We claim that the index set J is finite, so that S has finitely many \({\mathcal {L}}\)-classes, and is hence finitely generated by Proposition 4.2. Indeed, suppose that J is infinite, and let \(J_0\) be the finite set of elements of J that appear in X. Choosing \(i\in I\) and distinct elements \(j, j^{\prime }\in J\!\setminus \!J_0\) such that \((i, 1_G, j)\,\rho \,(i, 1_G, j^{\prime }),\) we have an X-sequence

$$\begin{aligned} (i, 1_G, j)=x_1s_1, y_1s_1=x_2s_2, \dots , y_ks_k=(i, 1_G, j^{\prime }). \end{aligned}$$

Since \(j\not \in J_0,\) it is easy to see, reading from left to right, that for each \(i\in \{1, \dots , k\}\) the element \(s_i\) is in \(S\!{\setminus }\!\{0\}\) and its third coordinate is j. But then \(j=j^{\prime },\) so we have a contradiction, and hence J is finite. \(\square \)

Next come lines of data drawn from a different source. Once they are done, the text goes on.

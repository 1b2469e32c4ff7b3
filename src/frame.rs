//! Frame and pixel buffer types.
//!
//! - `Image`: owned 8-bit pixel buffer, row-major, 1 (gray) or 3 (RGB) interleaved channels.
//! - `Frame`: one region's image tagged with the capture timestamp and sequence number.
//!
//! Neither type exposes a mutating API. Once a `Frame` is queued it is moved to exactly
//! one writer and dropped after being written or discarded.

use anyhow::{anyhow, Result};
use serde::{Deserialize, Serialize};
use std::fmt;

/// Image geometry. `dims()` follows the (rows, cols) convention of the output stores.
#[derive(Clone, Copy, Debug, PartialEq, Eq, Hash, Serialize, Deserialize)]
pub struct ImageShape {
    pub height: u32,
    pub width: u32,
    pub channels: u8,
}

impl ImageShape {
    pub fn new(width: u32, height: u32, channels: u8) -> Self {
        Self {
            height,
            width,
            channels,
        }
    }

    /// (rows, cols)
    pub fn dims(&self) -> (u32, u32) {
        (self.height, self.width)
    }

    pub fn byte_len(&self) -> usize {
        self.width as usize * self.height as usize * self.channels as usize
    }

    pub fn is_color(&self) -> bool {
        self.channels == 3
    }
}

impl fmt::Display for ImageShape {
    fn fmt(&self, f: &mut fmt::Formatter<'_>) -> fmt::Result {
        if self.channels == 1 {
            write!(f, "({}, {})", self.height, self.width)
        } else {
            write!(f, "({}, {}, {})", self.height, self.width, self.channels)
        }
    }
}

// ----------------------------------------------------------------------------
// Image
// ----------------------------------------------------------------------------

/// Owned pixel buffer.
#[derive(Clone, PartialEq, Eq)]
pub struct Image {
    shape: ImageShape,
    data: Vec<u8>,
}

impl Image {
    /// Wrap raw interleaved bytes. Fails if the byte count does not match the geometry.
    pub fn from_raw(width: u32, height: u32, channels: u8, data: Vec<u8>) -> Result<Self> {
        if channels != 1 && channels != 3 {
            return Err(anyhow!("unsupported channel count {}", channels));
        }
        let shape = ImageShape::new(width, height, channels);
        if data.len() != shape.byte_len() {
            return Err(anyhow!(
                "pixel buffer has {} bytes, expected {} for shape {}",
                data.len(),
                shape.byte_len(),
                shape
            ));
        }
        Ok(Self { shape, data })
    }

    /// Uniform image. Handy for tests and synthetic sources.
    pub fn filled(width: u32, height: u32, channels: u8, value: u8) -> Self {
        let shape = ImageShape::new(width, height, channels);
        Self {
            shape,
            data: vec![value; shape.byte_len()],
        }
    }

    pub fn shape(&self) -> ImageShape {
        self.shape
    }

    pub fn width(&self) -> u32 {
        self.shape.width
    }

    pub fn height(&self) -> u32 {
        self.shape.height
    }

    pub fn channels(&self) -> u8 {
        self.shape.channels
    }

    pub fn pixels(&self) -> &[u8] {
        &self.data
    }

    pub fn byte_len(&self) -> usize {
        self.data.len()
    }

    /// Channel values of the pixel at column `x`, row `y`.
    pub fn pixel(&self, x: u32, y: u32) -> &[u8] {
        let c = self.shape.channels as usize;
        let start = (y as usize * self.shape.width as usize + x as usize) * c;
        &self.data[start..start + c]
    }

    /// Copy out the rectangle at (`x`, `y`) of size `width` x `height`.
    ///
    /// Callers validate bounds first (see `region::split_frame`).
    pub(crate) fn crop(&self, x: u32, y: u32, width: u32, height: u32) -> Image {
        let c = self.shape.channels as usize;
        let src_stride = self.shape.width as usize * c;
        let row_len = width as usize * c;
        let mut data = Vec::with_capacity(row_len * height as usize);
        for row in y..y + height {
            let start = row as usize * src_stride + x as usize * c;
            data.extend_from_slice(&self.data[start..start + row_len]);
        }
        Image {
            shape: ImageShape::new(width, height, self.shape.channels),
            data,
        }
    }
}

impl fmt::Debug for Image {
    fn fmt(&self, f: &mut fmt::Formatter<'_>) -> fmt::Result {
        f.debug_struct("Image")
            .field("shape", &self.shape)
            .field("bytes", &self.data.len())
            .finish()
    }
}

// ----------------------------------------------------------------------------
// Frame
// ----------------------------------------------------------------------------

/// A captured (sub-)image as it travels through a region queue.
#[derive(Debug)]
pub struct Frame {
    timestamp: f64,
    sequence: u64,
    image: Image,
}

impl Frame {
    pub fn new(timestamp: f64, sequence: u64, image: Image) -> Self {
        Self {
            timestamp,
            sequence,
            image,
        }
    }

    /// Seconds since capture start.
    pub fn timestamp(&self) -> f64 {
        self.timestamp
    }

    /// Capture sequence number, shared by all regions cut from the same capture.
    pub fn sequence(&self) -> u64 {
        self.sequence
    }

    pub fn image(&self) -> &Image {
        &self.image
    }

    pub fn into_image(self) -> Image {
        self.image
    }
}

#[cfg(test)]
mod tests {
    use super::*;

    fn ramp(width: u32, height: u32) -> Image {
        let data = (0..width * height).map(|i| (i % 256) as u8).collect();
        Image::from_raw(width, height, 1, data).expect("ramp image")
    }

    #[test]
    fn from_raw_rejects_wrong_length() {
        let err = Image::from_raw(4, 4, 1, vec![0; 15]).unwrap_err();
        assert!(err.to_string().contains("expected 16"));
    }

    #[test]
    fn from_raw_rejects_unsupported_channels() {
        assert!(Image::from_raw(2, 2, 4, vec![0; 16]).is_err());
    }

    #[test]
    fn crop_copies_the_requested_rows() {
        let img = ramp(10, 5);
        let sub = img.crop(2, 1, 3, 2);
        assert_eq!(sub.shape().dims(), (2, 3));
        assert_eq!(sub.pixels(), &[12, 13, 14, 22, 23, 24]);
    }

    #[test]
    fn crop_keeps_color_channels_interleaved() {
        let data: Vec<u8> = (0..(4 * 2 * 3)).map(|v| v as u8).collect();
        let img = Image::from_raw(4, 2, 3, data).unwrap();
        let sub = img.crop(1, 1, 2, 1);
        assert_eq!(sub.shape(), ImageShape::new(2, 1, 3));
        assert_eq!(sub.pixels(), &[15, 16, 17, 18, 19, 20]);
        assert_eq!(sub.pixel(1, 0), &[18, 19, 20]);
    }

    #[test]
    fn shape_display_uses_rows_then_cols() {
        assert_eq!(ImageShape::new(100, 50, 1).to_string(), "(50, 100)");
        assert_eq!(ImageShape::new(100, 50, 3).to_string(), "(50, 100, 3)");
    }
}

8 Concluding remarks and open problems

In this paper we have shown that the class of finitely generated semigroups is strictly contained within the class of f-noetherian semigroups. Furthermore, we have investigated, for various classes of semigroups, whether the property of being f-noetherian is equivalent to being finitely generated, and the results are summarised in Table 1. We have not been able to answer the following question.

Open Problem 8.1

Is every f-noetherian completely regular semigroup finitely generated?

Building on the work of this paper, a natural progression would be to attempt to classify those f-noetherian semigroups that lie in certain important classes (beyond those for which being f-noetherian coincides with finite generation), such as commutative or inverse. This appears to be a difficult task, particularly due to the presence of uncountable examples. Cancellative commutative semigroups that are f-noetherian, however, were shown to be countable, so perhaps this would be a good starting point.

Another possible direction for future research would be to consider alternative conditions for a general semigroup or monoid to be f-noetherian. It was shown in [5] that, for a monoid M,  the universal right congruence on M being generated by a finite set X is equivalent to the undirected left Cayley graph of M with respect to X being connected, and is also equivalent to M satisfying the homological finiteness property of being type right-\(FP_1\) [5, Theorem 3.10]. This leads us to ask whether the property of being f-noetherian for monoids can be similarly described in graph-theoretic or homological terms.